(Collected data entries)

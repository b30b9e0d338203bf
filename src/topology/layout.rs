use super::graph::{NodeRole, Position};

const INPUT_X: f64 = 100.0;
const PROCESSOR_X: f64 = 400.0;
const OUTPUT_X: f64 = 700.0;

const TOP_Y: f64 = 100.0;
const ROW_SPACING: f64 = 150.0;

/// Deterministic canvas position for the `index`-th node of a role.
///
/// Inputs, processors and outputs occupy fixed left, middle and right
/// columns; nodes sharing a column stack downward with uniform spacing. The
/// result depends only on the arguments, so identical pipeline shapes always
/// render identically.
pub fn position(role: NodeRole, index: usize) -> Position {
    let x = match role {
        NodeRole::Input => INPUT_X,
        NodeRole::Processor => PROCESSOR_X,
        NodeRole::Output => OUTPUT_X,
    };
    Position {
        x,
        y: TOP_Y + index as f64 * ROW_SPACING,
    }
}
use ahash::AHashMap;
use serde_json::{Map, Value};

use crate::schema::{FieldKind, FieldSchema};

/// Produces a fully populated configuration tree for an object schema root.
///
/// Total: every declared field receives a value, recursively. There are no
/// error paths.
pub fn synthesize_defaults(properties: &AHashMap<String, FieldSchema>) -> Value {
    let mut values = Map::new();
    for (name, field) in properties.iter() {
        values.insert(name.clone(), field_default(field));
    }
    Value::Object(values)
}

/// The default value for a single field.
///
/// `object` fields always recurse into their nested schema. `array` and
/// `key_value` honor a declared default before falling back to an empty
/// container. Scalar kinds use the declared default verbatim, otherwise a
/// zero value for their kind.
pub fn field_default(field: &FieldSchema) -> Value {
    match &field.kind {
        FieldKind::Object { properties } => synthesize_defaults(properties),
        FieldKind::Array => field
            .default
            .clone()
            .unwrap_or_else(|| Value::Array(Vec::new())),
        FieldKind::KeyValue => field
            .default
            .clone()
            .unwrap_or_else(|| Value::Object(Map::new())),
        kind => {
            if let Some(default) = &field.default {
                return default.clone();
            }
            match kind {
                FieldKind::Bool => Value::Bool(false),
                FieldKind::Number => Value::from(0),
                FieldKind::Select { options } => options
                    .first()
                    .map(|option| Value::from(option.as_str()))
                    .unwrap_or_else(|| Value::from("")),
                _ => Value::from(""),
            }
        }
    }
}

*Work order:*
Return every entry exactly.

*Answer to the problem:*
repository b30b9e0d338203bf
filename src/topology/layout.rs
use super::graph::{NodeRole, Position};

const INPUT_X: f64 = 100.0;
const PROCESSOR_X: f64 = 400.0;
const OUTPUT_X: f64 = 700.0;

const TOP_Y: f64 = 100.0;
const ROW_SPACING: f64 = 150.0;

/// Deterministic canvas position for the `index`-th node of a role.
///
/// Inputs, processors and outputs occupy fixed left, middle and right
/// columns; nodes sharing a column stack downward with uniform spacing. The
/// result depends only on the arguments, so identical pipeline shapes always
/// render identically.
pub fn position(role: NodeRole, index: usize) -> Position {
    let x = match role {
        NodeRole::Input => INPUT_X,
        NodeRole::Processor => PROCESSOR_X,
        NodeRole::Output => OUTPUT_X,
    };
    Position {
        x,
        y: TOP_Y + index as f64 * ROW_SPACING,
    }
}
use ahash::AHashMap;
use serde_json::{Map, Value};

use crate::schema::{FieldKind, FieldSchema};

/// Produces a fully populated configuration tree for an object schema root.
///
/// Total: every declared field receives a value, recursively. There are no
/// error paths.
pub fn synthesize_defaults(properties: &AHashMap<String, FieldSchema>) -> Value {
    let mut values = Map::new();
    for (name, field) in properties.iter() {
        values.insert(name.clone(), field_default(field));
    }
    Value::Object(values)
}

/// The default value for a single field.
///
/// `object` fields always recurse into their nested schema. `array` and
/// `key_value` honor a declared default before falling back to an empty
/// container. Scalar kinds use the declared default verbatim, otherwise a
/// zero value for their kind.
pub fn field_default(field: &FieldSchema) -> Value {
    match &field.kind {
        FieldKind::Object { properties } => synthesize_defaults(properties),
        FieldKind::Array => field
            .default
            .clone()
            .unwrap_or_else(|| Value::Array(Vec::new())),
        FieldKind::KeyValue => field
            .default
            .clone()
            .unwrap_or_else(|| Value::Object(Map::new())),
        kind => {
            if let Some(default) = &field.default {
                return default.clone();
            }
            match kind {
                FieldKind::Bool => Value::Bool(false),
                FieldKind::Number => Value::from(0),
                FieldKind::Select { options } => options
                    .first()
                    .map(|option| Value::from(option.as_str()))
                    .unwrap_or_else(|| Value::from("")),
                _ => Value::from(""),
            }
        }
    }
}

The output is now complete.